Problem to work on: Please write out word for word the opening lines of the material, including the line with "use crate::auth::AuthSession;" as the last.

Record set:

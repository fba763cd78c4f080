//! Raw Spotify Web API access
//!
//! Player-state responses are returned as raw body strings; the extractor
//! deals with the partial and error shapes the player endpoint produces.

use std::fmt;
use std::sync::Arc;
use std::time::Duration;

use anyhow::{bail, Context, Result};
use serde_json::json;
use tokio::sync::RwLock;

use crate::auth::AuthSession;

const API_BASE: &str = "https://api.spotify.com/v1";
const PROBE_ADDR: &str = "api.spotify.com:443";
const PROBE_TIMEOUT: Duration = Duration::from_millis(1500);
const REQUEST_TIMEOUT: Duration = Duration::from_secs(10);

/// Why a poll fetch produced no payload.
#[derive(Debug)]
pub enum FetchError {
    /// Connectivity probe failed before the request was attempted.
    Offline,
    /// The request itself failed.
    Transport(reqwest::Error),
}

impl fmt::Display for FetchError {
    fn fmt(&self, f: &mut fmt::Formatter<'_>) -> fmt::Result {
        match self {
            FetchError::Offline => write!(f, "no internet connection"),
            FetchError::Transport(err) => write!(f, "request failed: {err}"),
        }
    }
}

impl std::error::Error for FetchError {}

/// Cheap reachability check, consulted before every request.
#[derive(Clone, Copy, Debug, Default)]
pub struct Connectivity;

impl Connectivity {
    pub async fn is_online(&self) -> bool {
        matches!(
            tokio::time::timeout(PROBE_TIMEOUT, tokio::net::TcpStream::connect(PROBE_ADDR)).await,
            Ok(Ok(_))
        )
    }
}

/// The read side of the poll cycle. Split out so the tick can be driven by
/// canned payloads in tests.
pub trait PlayerStateSource {
    /// Raw body of the player-state endpoint. An empty body means no active
    /// playback session.
    fn player_state(&self) -> impl std::future::Future<Output = Result<String, FetchError>> + Send;

    /// Raw body of the saved-tracks check for one track id.
    fn like_status(
        &self,
        track_id: &str,
    ) -> impl std::future::Future<Output = Result<String, FetchError>> + Send;

    /// Raw body of an artist lookup by full API href.
    fn artist(
        &self,
        href: &str,
    ) -> impl std::future::Future<Output = Result<String, FetchError>> + Send;
}

/// Spotify API client carrying the shared auth session.
#[derive(Clone)]
pub struct SpotifyClient {
    http: reqwest::Client,
    session: Arc<RwLock<AuthSession>>,
    probe: Connectivity,
}

impl SpotifyClient {
    pub fn new(session: Arc<RwLock<AuthSession>>) -> Result<Self> {
        let http = reqwest::Client::builder()
            .timeout(REQUEST_TIMEOUT)
            .build()
            .context("Failed to build HTTP client")?;
        Ok(Self { http, session, probe: Connectivity })
    }

    pub fn session(&self) -> Arc<RwLock<AuthSession>> {
        self.session.clone()
    }

    pub fn http(&self) -> &reqwest::Client {
        &self.http
    }

    async fn bearer(&self) -> String {
        self.session.read().await.access_token.clone()
    }

    async fn get_body(&self, url: &str) -> Result<String, FetchError> {
        if !self.probe.is_online().await {
            return Err(FetchError::Offline);
        }
        let response = self
            .http
            .get(url)
            .bearer_auth(self.bearer().await)
            .send()
            .await
            .map_err(FetchError::Transport)?;
        response.text().await.map_err(FetchError::Transport)
    }

    /// Send a state-changing request. Non-success statuses become errors
    /// carrying the status text so the controller can map them to messages.
    async fn send_command(&self, request: reqwest::RequestBuilder, what: &str) -> Result<()> {
        if !self.probe.is_online().await {
            bail!("No internet connection");
        }
        let response = request
            .bearer_auth(self.bearer().await)
            .send()
            .await
            .with_context(|| format!("Failed to send {what} request"))?;
        let status = response.status();
        if !status.is_success() {
            bail!("{what} request failed: {status}");
        }
        Ok(())
    }

    pub async fn set_playing(&self, playing: bool) -> Result<()> {
        let endpoint = if playing { "play" } else { "pause" };
        tracing::debug!(playing, "API: set playback");
        self.send_command(self.http.put(format!("{API_BASE}/me/player/{endpoint}")), endpoint)
            .await
    }

    pub async fn skip(&self, forward: bool) -> Result<()> {
        let endpoint = if forward { "next" } else { "previous" };
        tracing::debug!(forward, "API: skip");
        self.send_command(self.http.post(format!("{API_BASE}/me/player/{endpoint}")), endpoint)
            .await
    }

    pub async fn set_shuffle(&self, shuffle: bool) -> Result<()> {
        tracing::debug!(shuffle, "API: set shuffle");
        self.send_command(
            self.http
                .put(format!("{API_BASE}/me/player/shuffle"))
                .query(&[("state", shuffle)]),
            "shuffle",
        )
        .await
    }

    pub async fn set_liked(&self, track_id: &str, liked: bool) -> Result<()> {
        tracing::debug!(track_id, liked, "API: set like");
        let url = format!("{API_BASE}/me/tracks");
        let body = json!({ "ids": [track_id] });
        let request = if liked {
            self.http.put(url).json(&body)
        } else {
            self.http.delete(url).json(&body)
        };
        self.send_command(request, "like").await
    }

    pub async fn seek(&self, position_ms: u64) -> Result<()> {
        tracing::debug!(position_ms, "API: seek");
        self.send_command(
            self.http
                .put(format!("{API_BASE}/me/player/seek"))
                .query(&[("position_ms", position_ms)]),
            "seek",
        )
        .await
    }

    pub async fn set_volume(&self, percent: u8) -> Result<()> {
        tracing::debug!(percent, "API: set volume");
        self.send_command(
            self.http
                .put(format!("{API_BASE}/me/player/volume"))
                .query(&[("volume_percent", u32::from(percent))]),
            "volume",
        )
        .await
    }
}

impl PlayerStateSource for SpotifyClient {
    async fn player_state(&self) -> Result<String, FetchError> {
        self.get_body(&format!("{API_BASE}/me/player")).await
    }

    async fn like_status(&self, track_id: &str) -> Result<String, FetchError> {
        self.get_body(&format!("{API_BASE}/me/tracks/contains?ids={track_id}"))
            .await
    }

    async fn artist(&self, href: &str) -> Result<String, FetchError> {
        self.get_body(href).await
    }
}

Response area:
repository fba763cd78c4f080
//! Raw Spotify Web API access
//!
//! Player-state responses are returned as raw body strings; the extractor
//! deals with the partial and error shapes the player endpoint produces.

use std::fmt;
use std::sync::Arc;
use std::time::Duration;

use anyhow::{bail, Context, Result};
use serde_json::json;
use tokio::sync::RwLock;

use crate::auth::AuthSession;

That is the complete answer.